Items from a data source:
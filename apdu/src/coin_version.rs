// Copyright (c) 2022-2023 The MobileCoin Foundation

//! Coin version APDUs, identifying the chain the application is configured for

use alloc::string::String;

use encdec::{DecodeOwned, Encode};

use super::{ApduError, ApduReq, Instruction};

/// Fetch coin version APDU
#[derive(Copy, Clone, PartialEq, Debug, Default)]
pub struct CoinVersionReq;

impl ApduReq for CoinVersionReq {
    const INS: Instruction = Instruction::GetCoinVersion;

    fn decode_req(_p1: u8, _p2: u8, _data: &[u8]) -> Result<Self, ApduError> {
        Ok(Self)
    }
}

impl Encode for CoinVersionReq {
    type Error = ApduError;

    fn encode_len(&self) -> Result<usize, Self::Error> {
        Ok(0)
    }

    fn encode(&self, _buff: &mut [u8]) -> Result<usize, Self::Error> {
        Ok(0)
    }
}

/// Opaque coin identifier used for compatibility checks
#[derive(Copy, Clone, PartialEq, Eq, Debug)]
pub struct CoinId {
    /// P2PKH address version
    pub p2pkh: u16,
    /// P2SH address version
    pub p2sh: u16,
    /// Coin family
    pub family: u8,
}

impl CoinId {
    /// Bitcoin mainnet
    pub const BITCOIN: CoinId = CoinId {
        p2pkh: 0x00,
        p2sh: 0x05,
        family: 0x01,
    };

    /// Bitcoin testnet / regtest
    pub const BITCOIN_TESTNET: CoinId = CoinId {
        p2pkh: 0x6f,
        p2sh: 0xc4,
        family: 0x01,
    };
}

impl core::fmt::Display for CoinId {
    fn fmt(&self, f: &mut core::fmt::Formatter<'_>) -> core::fmt::Result {
        write!(
            f,
            "family: {:#04x}, p2pkh: {:#06x}, p2sh: {:#06x}",
            self.family, self.p2pkh, self.p2sh
        )
    }
}

/// Coin version response APDU
///
/// ## Encoding
/// ```text
///  0                   1                   2                   3
///  0 1 2 3 4 5 6 7 8 9 0 1 2 3 4 5 6 7 8 9 0 1 2 3 4 5 6 7 8 9 0 1
/// +-+-+-+-+-+-+-+-+-+-+-+-+-+-+-+-+-+-+-+-+-+-+-+-+-+-+-+-+-+-+-+-+
/// |     P2PKH_VERSION (u16 BE)    |     P2SH_VERSION (u16 BE)     |
/// +-+-+-+-+-+-+-+-+-+-+-+-+-+-+-+-+-+-+-+-+-+-+-+-+-+-+-+-+-+-+-+-+
/// |    FAMILY     |   NAME_LEN    |          NAME ...             /
/// +-+-+-+-+-+-+-+-+-+-+-+-+-+-+-+-+-+-+-+-+-+-+-+-+-+-+-+-+-+-+-+-+
/// |  TICKER_LEN   |                   TICKER ...                  /
/// +-+-+-+-+-+-+-+-+-+-+-+-+-+-+-+-+-+-+-+-+-+-+-+-+-+-+-+-+-+-+-+-+
/// ```
#[derive(Clone, PartialEq, Debug)]
pub struct CoinVersion {
    pub id: CoinId,
    /// Coin name (eg. `Bitcoin`)
    pub name: String,
    /// Coin ticker (eg. `BTC`)
    pub ticker: String,
}

impl Encode for CoinVersion {
    type Error = ApduError;

    fn encode_len(&self) -> Result<usize, Self::Error> {
        Ok(7 + self.name.len() + self.ticker.len())
    }

    fn encode(&self, buff: &mut [u8]) -> Result<usize, Self::Error> {
        let n = self.encode_len()?;
        if buff.len() < n || self.name.len() > 0xff || self.ticker.len() > 0xff {
            return Err(ApduError::InvalidLength);
        }

        buff[..2].copy_from_slice(&self.id.p2pkh.to_be_bytes());
        buff[2..4].copy_from_slice(&self.id.p2sh.to_be_bytes());
        buff[4] = self.id.family;
        let mut index = 5;

        for s in [&self.name, &self.ticker] {
            buff[index] = s.len() as u8;
            buff[index + 1..][..s.len()].copy_from_slice(s.as_bytes());
            index += 1 + s.len();
        }

        Ok(index)
    }
}

impl DecodeOwned for CoinVersion {
    type Output = Self;
    type Error = ApduError;

    fn decode_owned(buff: &[u8]) -> Result<(Self::Output, usize), Self::Error> {
        if buff.len() < 6 {
            return Err(ApduError::InvalidLength);
        }

        let id = CoinId {
            p2pkh: u16::from_be_bytes([buff[0], buff[1]]),
            p2sh: u16::from_be_bytes([buff[2], buff[3]]),
            family: buff[4],
        };
        let mut index = 5;

        let (name, n) = decode_str(&buff[index..])?;
        index += n;

        let (ticker, n) = decode_str(&buff[index..])?;
        index += n;

        Ok((Self { id, name, ticker }, index))
    }
}

/// Decode a length-prefixed string
fn decode_str(buff: &[u8]) -> Result<(String, usize), ApduError> {
    let len = *buff.first().ok_or(ApduError::InvalidLength)? as usize;
    if buff.len() < 1 + len {
        return Err(ApduError::InvalidLength);
    }

    let s = core::str::from_utf8(&buff[1..][..len]).map_err(|_| ApduError::InvalidUtf8)?;

    Ok((s.into(), 1 + len))
}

EXERCISE BRIEF =
Lines with "Instruction" in them are what the answer must contain; copy each from the records above.

SOLUTION BELOW =
use super::{ApduError, ApduReq, Instruction};
    const INS: Instruction = Instruction::GetCoinVersion;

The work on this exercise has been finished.